Non so se l'esempio basti: sono solo cinque pagine. (Anche se non posso astenermi dal citare pure il "Qualcuno vive fisso all'Imperial" di p. 38, e poi la smetto, giuro).
Per fortuna dopo alcune decine di pagine o il correttore di bozze è stato (meritatamente) licenziato, oppure s'è finalmente svegliato, e la lingua inizia ad assomigliare a quella parlata dagli abitanti della penisola italiana. Anche se l'autore usa costruzioni di frasi super-eleganti e ostenta parole iper-preziose (come "cilestrino"), alla fine lo stile diventa scorrevole e il tormento dell'itanglese ha termine.
In
compenso resta un po' greve la trama, che non brilla in originalità.
Ci vediamo il solito supereroe dotato di superpoteri perduto nelle solite
vie del solito Giappone postcatastrofe, inseguito della solita Yakuza di
turno a cui ha fatto il solito sgarro (ha "rubato" un clone dello scrittore
Yukio
Mishima, che un partito politico contava di usare come testimonial
per le prossime elezioni, e che era evaso).
Sembra
una spremuta dei libri di William
Gibson (ma senza il ciberspazio), condita con manga giapponesi,
un po' di Philip
Marlowe de noantri, e molti film del tipo Push
(che vabbe', è ambientato in Cina, però la mafia che insegue
il protagonista e i superpoteri ci sono anche lì).

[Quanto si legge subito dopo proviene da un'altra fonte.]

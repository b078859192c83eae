//! Startup orchestration.
//!
//! # Responsibilities
//! - Start the metrics exporter when enabled
//! - Apply config-driven dispatch settings and compile the application
//! - Bind the listener and serve until shutdown
//!
//! # Design Decisions
//! - Fail fast: any startup error is fatal
//! - Listeners start last (traffic only when ready)

use std::net::SocketAddr;
use std::sync::Arc;

use thiserror::Error;
use tokio::net::TcpListener;

use crate::config::ServerConfig;
use crate::error::RegistrationError;
use crate::http::HttpServer;
use crate::lifecycle::Shutdown;
use crate::observability::metrics;
use crate::plugin::App;

/// Errors that abort startup.
#[derive(Debug, Error)]
pub enum StartupError {
    #[error("Failed to compile application: {0}")]
    Registration(#[from] RegistrationError),

    #[error("Invalid metrics address {0:?}")]
    MetricsAddress(String),

    #[error("Failed to start metrics exporter: {0}")]
    Metrics(#[from] metrics_exporter_prometheus::BuildError),

    #[error("IO error: {0}")]
    Io(#[from] std::io::Error),
}

/// Compile `app`, bind the configured address and serve until `shutdown`.
pub async fn start(
    config: ServerConfig,
    mut app: App,
    shutdown: &Shutdown,
) -> Result<(), StartupError> {
    if config.observability.metrics_enabled {
        let addr: SocketAddr = config
            .observability
            .metrics_address
            .parse()
            .map_err(|_| StartupError::MetricsAddress(config.observability.metrics_address.clone()))?;
        metrics::init_metrics(addr)?;
    }

    if let Some(body) = &config.routing.not_found_body {
        app.not_found(body.as_str());
    }
    let compiled = Arc::new(app.compile()?);

    let listener = TcpListener::bind(&config.listener.bind_address).await?;
    tracing::info!(
        address = %listener.local_addr()?,
        routes = compiled.route_count(),
        "Listening for connections"
    );

    let server = HttpServer::new(config, compiled);
    server.run(listener, shutdown.subscribe()).await?;
    Ok(())
}
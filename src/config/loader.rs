//! Configuration loading from disk.

use std::fs;
use std::path::Path;

use thiserror::Error;

use crate::config::schema::ServerConfig;
use crate::config::validation::{validate_config, ValidationError};

/// Error type for configuration loading.
#[derive(Debug, Error)]
pub enum ConfigError {
    #[error("IO error: {0}")]
    Io(#[from] std::io::Error),

    #[error("Parse error: {0}")]
    Parse(#[from] toml::de::Error),

    #[error("Validation failed: {}", join_errors(.0))]
    Validation(Vec<ValidationError>),
}

fn join_errors(errors: &[ValidationError]) -> String {
    errors
        .iter()
        .map(ToString::to_string)
        .collect::<Vec<_>>()
        .join(", ")
}

/// Parse and validate configuration from TOML text.
pub fn parse_config(content: &str) -> Result<ServerConfig, ConfigError> {
    let config: ServerConfig = toml::from_str(content)?;
    validate_config(&config).map_err(ConfigError::Validation)?;
    Ok(config)
}

/// Load and validate configuration from a TOML file.
pub fn load_config(path: &Path) -> Result<ServerConfig, ConfigError> {
    let content = fs::read_to_string(path)?;
    parse_config(&content)
}
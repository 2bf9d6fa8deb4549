//! Utilities shared by the target drivers.

pub mod tls;

pub use tls::{SslMode, TlsBuilder};
//! Engine-aware type sanitization, applied after the transform rules.

use crate::core::{ColumnType, SqlValue, TargetEngine};

/// Coerce a value toward the target column's category.
///
/// NULL always passes through untouched.
pub fn sanitize(value: SqlValue, category: ColumnType, engine: TargetEngine) -> SqlValue {
    if value.is_null() {
        return value;
    }
    match category {
        ColumnType::Integer => to_integer(value),
        ColumnType::Boolean => engine.boolean(truthy(&value)),
        _ => value,
    }
}

/// Truncate non-integral numbers and numeric strings toward zero.
fn to_integer(value: SqlValue) -> SqlValue {
    match value {
        SqlValue::Float(f) if f.is_finite() => SqlValue::Int(f.trunc() as i64),
        SqlValue::Text(s) => {
            let trimmed = s.trim();
            if let Ok(i) = trimmed.parse::<i64>() {
                return SqlValue::Int(i);
            }
            match trimmed.parse::<f64>() {
                Ok(f) if f.is_finite() => SqlValue::Int(f.trunc() as i64),
                _ => SqlValue::Text(s),
            }
        }
        other => other,
    }
}

/// Loose boolean reading: 0/"0"/"false"/false and empty values are false,
/// everything else is true.
fn truthy(value: &SqlValue) -> bool {
    match value {
        SqlValue::Null => false,
        SqlValue::Bool(b) => *b,
        SqlValue::Int(i) => *i != 0,
        SqlValue::Float(f) => *f != 0.0 && !f.is_nan(),
        SqlValue::Text(s) => {
            let s = s.trim();
            !(s.is_empty() || s == "0" || s.eq_ignore_ascii_case("false"))
        }
        SqlValue::Bytes(b) => !b.is_empty(),
    }
}

#[cfg(test)]
mod tests {
    use super::*;

    const PG: TargetEngine = TargetEngine::Postgres;
    const MY: TargetEngine = TargetEngine::Mysql;

    #[test]
    fn test_integer_truncation() {
        assert_eq!(sanitize(SqlValue::Float(3.9), ColumnType::Integer, PG), SqlValue::Int(3));
        assert_eq!(sanitize(SqlValue::Float(-3.9), ColumnType::Integer, PG), SqlValue::Int(-3));
        assert_eq!(sanitize(SqlValue::from("12.7"), ColumnType::Integer, PG), SqlValue::Int(12));
        assert_eq!(sanitize(SqlValue::from(" 42 "), ColumnType::Integer, PG), SqlValue::Int(42));
        assert_eq!(
            sanitize(SqlValue::from("9007199254740993"), ColumnType::Integer, PG),
            SqlValue::Int(9_007_199_254_740_993)
        );
    }

    #[test]
    fn test_integer_passthrough() {
        assert_eq!(sanitize(SqlValue::Int(5), ColumnType::Integer, PG), SqlValue::Int(5));
        assert_eq!(
            sanitize(SqlValue::from("abc"), ColumnType::Integer, PG),
            SqlValue::from("abc")
        );
        assert!(matches!(
            sanitize(SqlValue::Float(f64::NAN), ColumnType::Integer, PG),
            SqlValue::Float(f) if f.is_nan()
        ));
    }

    #[test]
    fn test_boolean_normalization_postgres() {
        for falsy in [
            SqlValue::Int(0),
            SqlValue::from("0"),
            SqlValue::from("false"),
            SqlValue::Bool(false),
        ] {
            assert_eq!(sanitize(falsy, ColumnType::Boolean, PG), SqlValue::Bool(false));
        }
        for truthy in [
            SqlValue::Int(1),
            SqlValue::from("1"),
            SqlValue::from("true"),
            SqlValue::Bool(true),
            SqlValue::Int(7),
            SqlValue::from("yes"),
        ] {
            assert_eq!(sanitize(truthy, ColumnType::Boolean, PG), SqlValue::Bool(true));
        }
    }

    #[test]
    fn test_boolean_normalization_mysql() {
        assert_eq!(sanitize(SqlValue::Bool(true), ColumnType::Boolean, MY), SqlValue::Int(1));
        assert_eq!(sanitize(SqlValue::from("false"), ColumnType::Boolean, MY), SqlValue::Int(0));
    }

    #[test]
    fn test_null_never_coerced() {
        for category in [ColumnType::Integer, ColumnType::Boolean, ColumnType::Text] {
            assert_eq!(sanitize(SqlValue::Null, category, PG), SqlValue::Null);
            assert_eq!(sanitize(SqlValue::Null, category, MY), SqlValue::Null);
        }
    }

    #[test]
    fn test_other_types_unchanged() {
        assert_eq!(
            sanitize(SqlValue::Float(1.5), ColumnType::Float, PG),
            SqlValue::Float(1.5)
        );
        assert_eq!(
            sanitize(SqlValue::from("1"), ColumnType::Text, PG),
            SqlValue::from("1")
        );
    }
}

L'autore è certo uomo di molte letture, ma le sue suggestioni letterarie e i prestiti (deliberati: non si fa di Yukio Mishima un personaggio per un mero accidente!) non si amalgamano bene, ed ogni prestito fa un po' vita a sé.
Tutto
è molto "letterario", costruito a partire da situazioni libresche
e clichés letterari e personaggi standard di questo o quel
genere (tenutarie di bordello astute e ben introdotte, killer tonti e gorilleschi,
mafiosi spietati e untuosamente gentili, supereroine materne... cosa manca?

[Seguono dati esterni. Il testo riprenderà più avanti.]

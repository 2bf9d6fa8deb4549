//! DDL derived from the source's own table definitions.

use std::collections::HashSet;

use async_trait::async_trait;
use tracing::{debug, info, warn};

use super::SchemaProvider;
use crate::core::{Dialect, RowSource, SourceColumn, SqlValue, TargetEngine, TargetLoader};
use crate::drivers::sqlite::Affinity;
use crate::drivers::DialectImpl;
use crate::error::{MigrateError, Result};
use crate::spec::{DefaultValue, MigrationSpec};
use crate::transform::TransformRule;

/// Emits `CREATE TABLE IF NOT EXISTS` per table. Refused statements are
/// logged and skipped.
pub struct DerivedSchema {
    dialect: DialectImpl,
}

impl DerivedSchema {
    pub fn new(engine: TargetEngine) -> Self {
        Self {
            dialect: DialectImpl::for_engine(engine),
        }
    }

    /// Build the CREATE TABLE statement for one table, or `None` when no
    /// column survives the configured column skips.
    pub fn create_table_sql(
        &self,
        table: &str,
        columns: &[SourceColumn],
        spec: &MigrationSpec,
    ) -> Option<String> {
        let d = &self.dialect;
        let kept: Vec<&SourceColumn> = columns
            .iter()
            .filter(|c| !spec.is_skipped_column(table, &c.name))
            .collect();

        let mut pk: Vec<&SourceColumn> = kept.iter().copied().filter(|c| c.is_primary_key()).collect();
        pk.sort_by_key(|c| c.pk_position);
        // Only a declared identity column gets a generator.
        let identity = match pk.as_slice() {
            [only]
                if Affinity::of(&only.declared_type) == Affinity::Integer
                    && spec.identity_column(table) == Some(spec.target_column(table, &only.name)) =>
            {
                Some(only.name.as_str())
            }
            _ => None,
        };

        let mut seen = HashSet::new();
        let mut defs = Vec::with_capacity(kept.len());
        for col in &kept {
            let name = spec.target_column(table, &col.name);
            if !seen.insert(name.to_string()) {
                continue;
            }
            if identity == Some(col.name.as_str()) {
                defs.push(d.identity_column(name));
                continue;
            }

            let declared = match spec.rule_for(table, name) {
                Some(TransformRule::JsonListNonEmpty | TransformRule::BooleanFlag) => "BOOLEAN",
                _ => col.declared_type.as_str(),
            };
            let mut def = format!(
                "{} {}",
                d.quote_ident(name),
                d.map_source_type(declared, col.is_primary_key())
            );
            if col.not_null {
                def.push_str(" NOT NULL");
            }
            defs.push(def);
        }

        if defs.is_empty() {
            return None;
        }

        if let Some(defaults) = spec.defaults_for(table) {
            for (name, generator) in defaults {
                if seen.insert(name.clone()) {
                    defs.push(format!(
                        "{} {}",
                        d.quote_ident(name),
                        d.map_source_type(default_declared_type(generator), false)
                    ));
                }
            }
        }

        if identity.is_none() && !pk.is_empty() {
            let cols = pk
                .iter()
                .map(|c| d.quote_ident(spec.target_column(table, &c.name)))
                .collect::<Vec<_>>()
                .join(", ");
            defs.push(format!("PRIMARY KEY ({})", cols));
        }

        Some(format!(
            "CREATE TABLE IF NOT EXISTS {} (\n    {}\n){}",
            d.quote_ident(table),
            defs.join(",\n    "),
            d.create_table_suffix()
        ))
    }
}

/// SQLite-style declared type for a generated column.
fn default_declared_type(generator: &DefaultValue) -> &'static str {
    match generator {
        DefaultValue::NowMillis | DefaultValue::NowSeconds => "INTEGER",
        DefaultValue::NowIso => "TEXT",
        DefaultValue::Literal(value) => match value {
            SqlValue::Int(_) => "INTEGER",
            SqlValue::Bool(_) => "BOOLEAN",
            SqlValue::Float(_) => "REAL",
            SqlValue::Bytes(_) => "BLOB",
            SqlValue::Null | SqlValue::Text(_) => "TEXT",
        },
    }
}

#[async_trait]
impl SchemaProvider for DerivedSchema {
    fn name(&self) -> &str {
        "derived"
    }

    async fn apply(
        &self,
        source: &dyn RowSource,
        target: &dyn TargetLoader,
        tables: &[String],
        spec: &MigrationSpec,
    ) -> Result<()> {
        let mut created = 0usize;
        for table in tables {
            let columns = match source.table_columns(table).await {
                Ok(columns) => columns,
                Err(e) => {
                    warn!("{}: cannot read source definition, no DDL derived: {}", table, e);
                    continue;
                }
            };
            let Some(sql) = self.create_table_sql(table, &columns, spec) else {
                debug!("{}: no columns to create", table);
                continue;
            };

            match target.execute_ddl(&sql).await {
                Ok(()) => created += 1,
                Err(MigrateError::Schema(msg)) => warn!("{}: DDL skipped: {}", table, msg),
                Err(e) => return Err(e),
            }
        }
        info!("Derived schema applied for {}/{} tables", created, tables.len());
        Ok(())
    }
}
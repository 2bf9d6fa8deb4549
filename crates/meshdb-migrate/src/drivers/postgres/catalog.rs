//! PostgreSQL catalog introspection.

use tokio_postgres::Client;

use crate::core::{ColumnCatalog, ColumnType};
use crate::error::Result;

const COLUMNS_QUERY: &str = r#"
    SELECT column_name::text, data_type::text, udt_name::text
    FROM information_schema.columns
    WHERE table_schema = current_schema() AND table_name = $1
    ORDER BY ordinal_position
"#;

/// Load the column catalog of a table in the connection's current schema.
///
/// A table that does not exist yields an empty catalog.
pub(crate) async fn load_columns(client: &Client, table: &str) -> Result<ColumnCatalog> {
    let rows = client.query(COLUMNS_QUERY, &[&table]).await?;

    let mut catalog = ColumnCatalog::new(table);
    for row in rows {
        let name: String = row.get(0);
        let data_type: String = row.get(1);
        let udt_name: String = row.get(2);
        let category = match ColumnType::from_postgres(&udt_name) {
            ColumnType::Other => ColumnType::from_postgres(&data_type),
            category => category,
        };
        catalog.add(name, udt_name, category);
    }
    Ok(catalog)
}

Boh, un personaggio originale, direi), ed alla fine di tanta cucina, il
piatto servito in tavola sa di carta e di celluloide.
Ogni
quattro pagine mi veniva da pensare: "Questo mi ricorda il romanzo X:
Questo mi ricorda il film Y. Quest'altro mi ricorda il fumetto Z. Questo
ancora...".
La
sua Tokio sembra insomma Cartoonia,
e leggendo si teme di veder spuntare da un momento all'altro Jessica
Rabbit come
ciliegina sulla torta...
Come
se non bastasse, l'autore ha chiesto decisamente troppo alla mia "sospensione
d'incredulità" con il concetto che è alla base del romanzo,
ovvero che sia possibile ricostruire una persona, completa di personalità
e ricordi, clonando il DNA estratto dai resti del suo cadavere...
Da
nessuna parte si spiega come ciò sia possibile. L'autore s'è
semplicemente dimenticato di proporci un meccanismo credibile, o anche
solo plausibile, su cui fondare la sua costruzione narrativa. Ma questa
non è fanta-scienza: è magia, è abracadabra, è
Biancaneve e i sette samurai...
Dopo
questa lettura mi ha lasciato invece folgorato il racconto finale, "L'imbianchino
di anime" di Daniela
Piegai.
Non
è a rigor di logica fantascienza, sborda più nel realismo
magico, nel fantastico, non saprei, ma già il fatto che io fatichi
a incasellarlo segnala la sua originalità.
L'invenzione su cui si basa è però esilissima (l'autrice immagina che ciascuno di noi lasci sulle pareti della sua casa emanazioni della sua vita, che sia poi necessario "bonificare", a strati, perché non infestino la casa) e, peggio ancora, l'autrice sceglie di non spiegarci le regole del suo mondo ma di lasciarcele intuire via via.
C'erano quindi le premesse per la solita catastrofe di noia pretenziosa all'italiana ("vorrei scrivere poesia, ma siccome tutti mi dicono che faccio schifo, allora scrivo fantascienza"), e invece no: una vena di poesia e un finale decisamente fuori dai canoni hanno fatto di questo piccolo gioiello una deliziosa sorpresa.
Non dico che il racconto valga da solo l'acquisto del libro (troppo breve, per questo), ma che abbia salvato la mia copia di "Urania" dal cassonetto della carta da riciclare, sì.